Notes from Meeting Are there other sources of MetaData? –Are there other archiving (e.g. NARA) or LTDR standards (e.g. LOTAR)? –If you treat HDF as a “database” what is needed? –What about internal company meta-data? –What about Web-based standards (e.g. Dublin Core)? –Should we just include a generic meta-data “name-value pair” capability? –What about non-STEP data in the same file that the STEP data references (e.g. jpegs)? Where multiple mappings are still being tested, it is OK to include more than one in the specification. –The specification is currently a guide for prototype testers, not a draft standard. What are the highest priority requirements? “Performance”, but performance and efficiency of exactly what?

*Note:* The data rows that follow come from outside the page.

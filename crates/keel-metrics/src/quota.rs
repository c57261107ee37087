//! QuotaUsage — resources held by active tasks, per role.
//!
//! Tracks consumption only. Deciding whether a role may exceed its share is
//! left to whoever reads the snapshot.

use std::collections::{BTreeMap, HashMap};
use std::sync::Weak;

use parking_lot::Mutex;
use serde::Serialize;
use tracing::debug;

use keel_core::{Resources, Task, TaskId};
use keel_events::{EventKind, LifecycleEvent, Subscriber};
use keel_tasks::TaskStateMachine;

/// Resources held by one role's active tasks.
#[derive(Debug, Clone, Default, PartialEq, Serialize)]
pub struct RoleUsage {
    pub tasks: u64,
    pub resources: Resources,
}

struct Held {
    role: String,
    resources: Resources,
}

pub struct QuotaUsage {
    tasks: Weak<TaskStateMachine>,
    held: Mutex<HashMap<TaskId, Held>>,
}

impl QuotaUsage {
    pub fn new(tasks: Weak<TaskStateMachine>) -> Self {
        Self {
            tasks,
            held: Mutex::new(HashMap::new()),
        }
    }

    /// Usage per role. Roles with nothing active are absent.
    pub fn snapshot(&self) -> BTreeMap<String, RoleUsage> {
        let held = self.held.lock();
        let mut usage: BTreeMap<String, RoleUsage> = BTreeMap::new();
        for h in held.values() {
            let entry = usage.entry(h.role.clone()).or_default();
            entry.tasks += 1;
            entry.resources.cpus += h.resources.cpus;
            entry.resources.ram_mb += h.resources.ram_mb;
            entry.resources.disk_mb += h.resources.disk_mb;
            entry.resources.ports += h.resources.ports;
        }
        usage
    }

    pub fn role(&self, role: &str) -> RoleUsage {
        self.snapshot().remove(role).unwrap_or_default()
    }

    fn hold(task: &Task) -> Held {
        Held {
            role: task.job.role.clone(),
            resources: task.config.resources.clone(),
        }
    }

    fn resync(&self) {
        let Some(tasks) = self.tasks.upgrade() else {
            return;
        };
        let held: HashMap<TaskId, Held> = tasks
            .get_all()
            .iter()
            .filter(|t| t.state.is_active())
            .map(|t| (t.id.clone(), Self::hold(t)))
            .collect();
        debug!(active = held.len(), "quota usage resynced");
        *self.held.lock() = held;
    }
}

impl Subscriber for QuotaUsage {
    fn name(&self) -> &str {
        "quota"
    }

    fn handles(&self, kind: EventKind) -> bool {
        matches!(
            kind,
            EventKind::TaskStateChange | EventKind::TasksDeleted | EventKind::LeaderAcquired
        )
    }

    fn on_event(&self, event: &LifecycleEvent) -> anyhow::Result<()> {
        match event {
            LifecycleEvent::TaskStateChange { task_id, to, .. } if to.is_active() => {
                if self.held.lock().contains_key(task_id) {
                    return Ok(());
                }
                // The record is committed before the event is published.
                let task = self.tasks.upgrade().and_then(|tasks| tasks.get(task_id));
                if let Some(task) = task {
                    self.held.lock().insert(task_id.clone(), Self::hold(&task));
                }
            }
            LifecycleEvent::TaskStateChange { task_id, .. } => {
                self.held.lock().remove(task_id);
            }
            LifecycleEvent::TasksDeleted { task_ids } => {
                let mut held = self.held.lock();
                for id in task_ids {
                    held.remove(id);
                }
            }
            LifecycleEvent::LeaderAcquired => self.resync(),
            _ => {}
        }
        Ok(())
    }
}
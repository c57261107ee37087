//! Keyed liveness timer.

use std::collections::HashMap;
use std::hash::Hash;
use std::time::Duration;

use parking_lot::RwLock;

use keel_core::SharedClock;

/// Remembers when each key last pulsed.
///
/// A key is alive if it pulsed within the timeout. Keys that never pulsed
/// are not alive.
pub struct PulseMonitor<K> {
    clock: SharedClock,
    timeout: Duration,
    pulses: RwLock<HashMap<K, u64>>,
}

impl<K: Eq + Hash + Clone> PulseMonitor<K> {
    pub fn new(clock: SharedClock, timeout: Duration) -> Self {
        Self {
            clock,
            timeout,
            pulses: RwLock::new(HashMap::new()),
        }
    }

    /// Record a pulse for `key` at the current time.
    pub fn pulse(&self, key: K) {
        let now = self.clock.now_millis();
        self.pulses.write().insert(key, now);
    }

    pub fn is_alive(&self, key: &K) -> bool {
        self.is_alive_within(key, self.timeout)
    }

    pub fn is_alive_within(&self, key: &K, timeout: Duration) -> bool {
        let now = self.clock.now_millis();
        match self.pulses.read().get(key) {
            Some(&last) => now.saturating_sub(last) < timeout.as_millis() as u64,
            None => false,
        }
    }

    /// Epoch millis of the last pulse, if any.
    pub fn last_pulse(&self, key: &K) -> Option<u64> {
        self.pulses.read().get(key).copied()
    }

    pub fn forget(&self, key: &K) {
        self.pulses.write().remove(key);
    }

    pub fn timeout(&self) -> Duration {
        self.timeout
    }
}

#[cfg(test)]
mod tests {
    use super::*;
    use keel_core::FakeClock;
    use std::sync::Arc;

    fn monitor(clock: Arc<FakeClock>) -> PulseMonitor<String> {
        PulseMonitor::new(clock, Duration::from_secs(60))
    }

    #[test]
    fn unknown_key_is_not_alive() {
        let m = monitor(FakeClock::new(0));
        assert!(!m.is_alive(&"host-a".to_string()));
    }

    #[test]
    fn pulse_expires_after_timeout() {
        let clock = FakeClock::new(1_000);
        let m = monitor(clock.clone());
        let key = "host-a".to_string();

        m.pulse(key.clone());
        assert!(m.is_alive(&key));

        clock.advance(Duration::from_secs(59));
        assert!(m.is_alive(&key));

        clock.advance(Duration::from_secs(1));
        assert!(!m.is_alive(&key));
    }

    #[test]
    fn custom_timeout_and_forget() {
        let clock = FakeClock::new(0);
        let m = monitor(clock.clone());
        let key = "host-b".to_string();

        m.pulse(key.clone());
        clock.advance(Duration::from_secs(5));
        assert!(!m.is_alive_within(&key, Duration::from_secs(5)));
        assert!(m.is_alive_within(&key, Duration::from_secs(6)));
        assert_eq!(m.last_pulse(&key), Some(0));

        m.forget(&key);
        assert!(!m.is_alive(&key));
    }

    #[test]
    fn concurrent_pulses() {
        let clock = FakeClock::new(0);
        let m = Arc::new(monitor(clock));
        let handles: Vec<_> = (0..8)
            .map(|i| {
                let m = m.clone();
                std::thread::spawn(move || {
                    for j in 0..100 {
                        m.pulse(format!("host-{}", (i * 100 + j) % 16));
                    }
                })
            })
            .collect();
        for h in handles {
            h.join().unwrap();
        }
        for k in 0..16 {
            assert!(m.is_alive(&format!("host-{k}")));
        }
    }
}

Notes from Meeting (2) We may need to add some HDF attributes to the Groups and Datasets when they are written to help readers (e.g. number of instances of an entity type that were written) –C Tables API uses this approach so we should look at that to see if we can learn anything for our use. We need to have more discussion about whether to allow or require writing inverse attribute values into the file, nothing is done there now. –For “read-only files” inverses could be a nice optimization. –Would we need to allow this to be configured? If so, how? –What about the “unnamed inverse” that EXPRESS says exists?

Action Items HPdK – Find out how to implement the object id using the HDF 5 API DP – Find thread on entity instance identifiers from a year ago, it might be useful for the new proposal AF – Write text to describe the multi-dataset approach to Aggregate Instances, to DP who will add to spec V0.4 DP – Read “fixme” from meeting and fix them. HPdK – Put example HDF5 files on the Web somewhere for others to view. Mapping document too. ML – Look at what Vivace stuff can be published publicly. ML – Look at What can be published to the Vivace Forum 2 (unfortunately, these are same dates as Hershey).